This work addresses the problem of designing minimal circular DNA templates that enable efficient co-transcriptional splicing to produce a specified set of target RNA sequences. We introduce a novel paradigm encoding nondeterministic finite automata (NFAs) into circular DNA templates—enabling, for the first time, programmable co-transcriptional synthesis of arbitrary finite RNA languages. Our method integrates co-transcriptional RNA folding and splicing using a logarithmic energy model and leverages hairpin-mediated self-cleavage to perform regular language recognition and sequence excision. We construct a universal DNA template framework capable of generating all RNA sequences accepted by a given NFA, overcoming limitations of prior small-scale template designs. We prove that NFA minimization is NP-hard and thus propose practical heuristic design strategies. By unifying formal language theory, molecular programming, and RNA structural modeling, this work establishes the first automaton-based, systematic DNA coding framework for programmable RNA synthesis.

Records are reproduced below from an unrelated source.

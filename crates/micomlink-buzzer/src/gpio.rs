use std::path::{Path, PathBuf};

use tracing::{debug, warn};

use crate::error::{GpioError, Result};

/// Root of the legacy sysfs GPIO interface.
pub const DEFAULT_GPIO_ROOT: &str = "/sys/class/gpio";

/// Pin direction.
#[derive(Debug, Clone, Copy, PartialEq, Eq)]
pub enum Direction {
    In,
    Out,
}

impl Direction {
    pub fn as_str(self) -> &'static str {
        match self {
            Direction::In => "in",
            Direction::Out => "out",
        }
    }
}

/// Output level.
#[derive(Debug, Clone, Copy, PartialEq, Eq)]
pub enum Level {
    Low,
    High,
}

impl Level {
    pub fn as_u8(self) -> u8 {
        match self {
            Level::Low => 0,
            Level::High => 1,
        }
    }
}

/// Something that can be driven high or low.
pub trait OutputPin {
    fn set_level(&mut self, level: Level) -> Result<()>;
}

/// Sysfs GPIO controller. Every operation is a single blocking write.
#[derive(Debug, Clone)]
pub struct SysfsGpio {
    root: PathBuf,
}

impl Default for SysfsGpio {
    fn default() -> Self {
        Self::new()
    }
}

impl SysfsGpio {
    /// Controller rooted at `/sys/class/gpio`.
    pub fn new() -> Self {
        Self::with_root(DEFAULT_GPIO_ROOT)
    }

    /// Controller rooted elsewhere (chroots, tests).
    pub fn with_root(root: impl AsRef<Path>) -> Self {
        Self {
            root: root.as_ref().to_path_buf(),
        }
    }

    pub fn root(&self) -> &Path {
        &self.root
    }

    fn pin_dir(&self, pin: u32) -> PathBuf {
        self.root.join(format!("gpio{pin}"))
    }

    /// True if `gpio<pin>` is present under the root.
    pub fn is_exported(&self, pin: u32) -> bool {
        self.pin_dir(pin).exists()
    }

    /// Export `pin`. Already exported pins are left alone.
    pub fn export(&self, pin: u32) -> Result<()> {
        if self.is_exported(pin) {
            debug!(pin, "gpio already exported");
            return Ok(());
        }
        std::fs::write(self.root.join("export"), pin.to_string())
            .map_err(|source| GpioError::Export { pin, source })?;
        debug!(pin, "gpio exported");
        Ok(())
    }

    pub fn unexport(&self, pin: u32) -> Result<()> {
        std::fs::write(self.root.join("unexport"), pin.to_string())
            .map_err(|source| GpioError::Unexport { pin, source })?;
        debug!(pin, "gpio unexported");
        Ok(())
    }

    pub fn set_direction(&self, pin: u32, direction: Direction) -> Result<()> {
        std::fs::write(self.pin_dir(pin).join("direction"), direction.as_str()).map_err(
            |source| GpioError::Direction {
                pin,
                direction: direction.as_str(),
                source,
            },
        )
    }

    pub fn set_value(&self, pin: u32, level: Level) -> Result<()> {
        let value = level.as_u8();
        std::fs::write(self.pin_dir(pin).join("value"), value.to_string())
            .map_err(|source| GpioError::Value { pin, value, source })
    }

    /// Handle for driving one pin.
    pub fn pin(&self, pin: u32) -> SysfsPin {
        SysfsPin {
            gpio: self.clone(),
            pin,
        }
    }
}

/// One sysfs pin used as an output.
#[derive(Debug, Clone)]
pub struct SysfsPin {
    gpio: SysfsGpio,
    pin: u32,
}

impl SysfsPin {
    pub fn number(&self) -> u32 {
        self.pin
    }
}

impl OutputPin for SysfsPin {
    fn set_level(&mut self, level: Level) -> Result<()> {
        self.gpio.set_value(self.pin, level)
    }
}

/// Exports a pin as an output for as long as the guard lives.
///
/// The pin is unexported on drop; a failure there is logged, not raised.
#[derive(Debug)]
pub struct GpioGuard {
    gpio: SysfsGpio,
    pin: u32,
}

impl GpioGuard {
    pub fn output(gpio: SysfsGpio, pin: u32) -> Result<Self> {
        gpio.export(pin)?;
        let guard = Self { gpio, pin };
        guard.gpio.set_direction(pin, Direction::Out)?;
        Ok(guard)
    }

    pub fn pin(&self) -> SysfsPin {
        self.gpio.pin(self.pin)
    }
}

impl Drop for GpioGuard {
    fn drop(&mut self) {
        if let Err(err) = self.gpio.unexport(self.pin) {
            warn!(pin = self.pin, error = %err, "gpio cleanup failed");
        }
    }
}

#[cfg(test)]
mod tests {
    use super::*;

    /// Fake sysfs tree: `export` creates `gpio<N>/{direction,value}` the way
    /// the kernel would, but only when the test asks for it.
    fn fake_root(tag: &str) -> PathBuf {
        let dir = std::env::temp_dir().join(format!(
            "micomlink-gpio-{}-{}-{}",
            tag,
            std::process::id(),
            std::time::SystemTime::now()
                .duration_since(std::time::UNIX_EPOCH)
                .expect("time should be after epoch")
                .as_nanos()
        ));
        std::fs::create_dir_all(&dir).expect("temp dir should be creatable");
        dir
    }

    fn kernel_export(root: &Path, pin: u32) {
        std::fs::create_dir_all(root.join(format!("gpio{pin}"))).unwrap();
    }

    #[test]
    fn export_writes_pin_number() {
        let root = fake_root("export");
        let gpio = SysfsGpio::with_root(&root);

        assert!(!gpio.is_exported(89));
        gpio.export(89).unwrap();
        assert_eq!(std::fs::read_to_string(root.join("export")).unwrap(), "89");
        let _ = std::fs::remove_dir_all(&root);
    }

    #[test]
    fn export_skips_already_exported_pin() {
        let root = fake_root("exported");
        kernel_export(&root, 89);
        let gpio = SysfsGpio::with_root(&root);

        gpio.export(89).unwrap();
        assert!(!root.join("export").exists());
        let _ = std::fs::remove_dir_all(&root);
    }

    #[test]
    fn direction_and_value_are_written() {
        let root = fake_root("attrs");
        kernel_export(&root, 12);
        let gpio = SysfsGpio::with_root(&root);

        gpio.set_direction(12, Direction::Out).unwrap();
        gpio.set_value(12, Level::High).unwrap();

        let pin_dir = root.join("gpio12");
        assert_eq!(std::fs::read_to_string(pin_dir.join("direction")).unwrap(), "out");
        assert_eq!(std::fs::read_to_string(pin_dir.join("value")).unwrap(), "1");

        let mut pin = gpio.pin(12);
        pin.set_level(Level::Low).unwrap();
        assert_eq!(std::fs::read_to_string(pin_dir.join("value")).unwrap(), "0");
        let _ = std::fs::remove_dir_all(&root);
    }

    #[test]
    fn unexported_pin_value_write_fails() {
        let root = fake_root("missing");
        let gpio = SysfsGpio::with_root(&root);

        let err = gpio.set_value(7, Level::High).unwrap_err();
        assert!(matches!(err, GpioError::Value { pin: 7, value: 1, .. }));
        assert!(err.io_source().is_some());
        let _ = std::fs::remove_dir_all(&root);
    }

    #[test]
    fn guard_sets_output_and_unexports_on_drop() {
        let root = fake_root("guard");
        kernel_export(&root, 89);
        let gpio = SysfsGpio::with_root(&root);

        {
            let guard = GpioGuard::output(gpio, 89).unwrap();
            assert_eq!(guard.pin().number(), 89);
            assert_eq!(
                std::fs::read_to_string(root.join("gpio89/direction")).unwrap(),
                "out"
            );
        }

        assert_eq!(std::fs::read_to_string(root.join("unexport")).unwrap(), "89");
        let _ = std::fs::remove_dir_all(&root);
    }

    #[test]
    fn missing_root_reports_export_error() {
        let gpio = SysfsGpio::with_root("/nonexistent/micomlink/gpio");
        let err = gpio.export(3).unwrap_err();
        assert!(matches!(err, GpioError::Export { pin: 3, .. }));
    }
}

RNA co-transcriptionality, where RNA is spliced or folded during transcription from DNA templates, offers promising potential for molecular programming. It enables programmable folding of nano-scale RNA structures and has recently been shown to be Turing universal. While post-transcriptional splicing is well studied, co-transcriptional splicing is gaining attention for its efficiency, though its unpredictability still remains a challenge. In this paper, we focus on engineering co-transcriptional splicing, not only as a natural phenomenon but as a programmable mechanism for generating specific RNA target sequences from DNA templates. The problem we address is whether we can encode a set of RNA sequences for a given system onto a DNA template word, ensuring that all the sequences are generated through co-transcriptional splicing. Given that finding the optimal encoding has been shown to be NP-complete under the various energy models considered, we propose a practical alternative approach under the logarithmic energy model. More specifically, we provide a construction that encodes an arbitrary nondeterministic finite automaton (NFA) into a circular DNA template from which co-transcriptional splicing produces all sequences accepted by the NFA. As all finite languages can be efficiently encoded as NFA, this framework solves the problem of finding small DNA templates for arbitrary target sets of RNA sequences. The quest to obtain the smallest possible such templates naturally leads us to consider the problem of minimizing NFA and certain practically motivated variants of it, but as we show, those minimization problems are computationally intractable.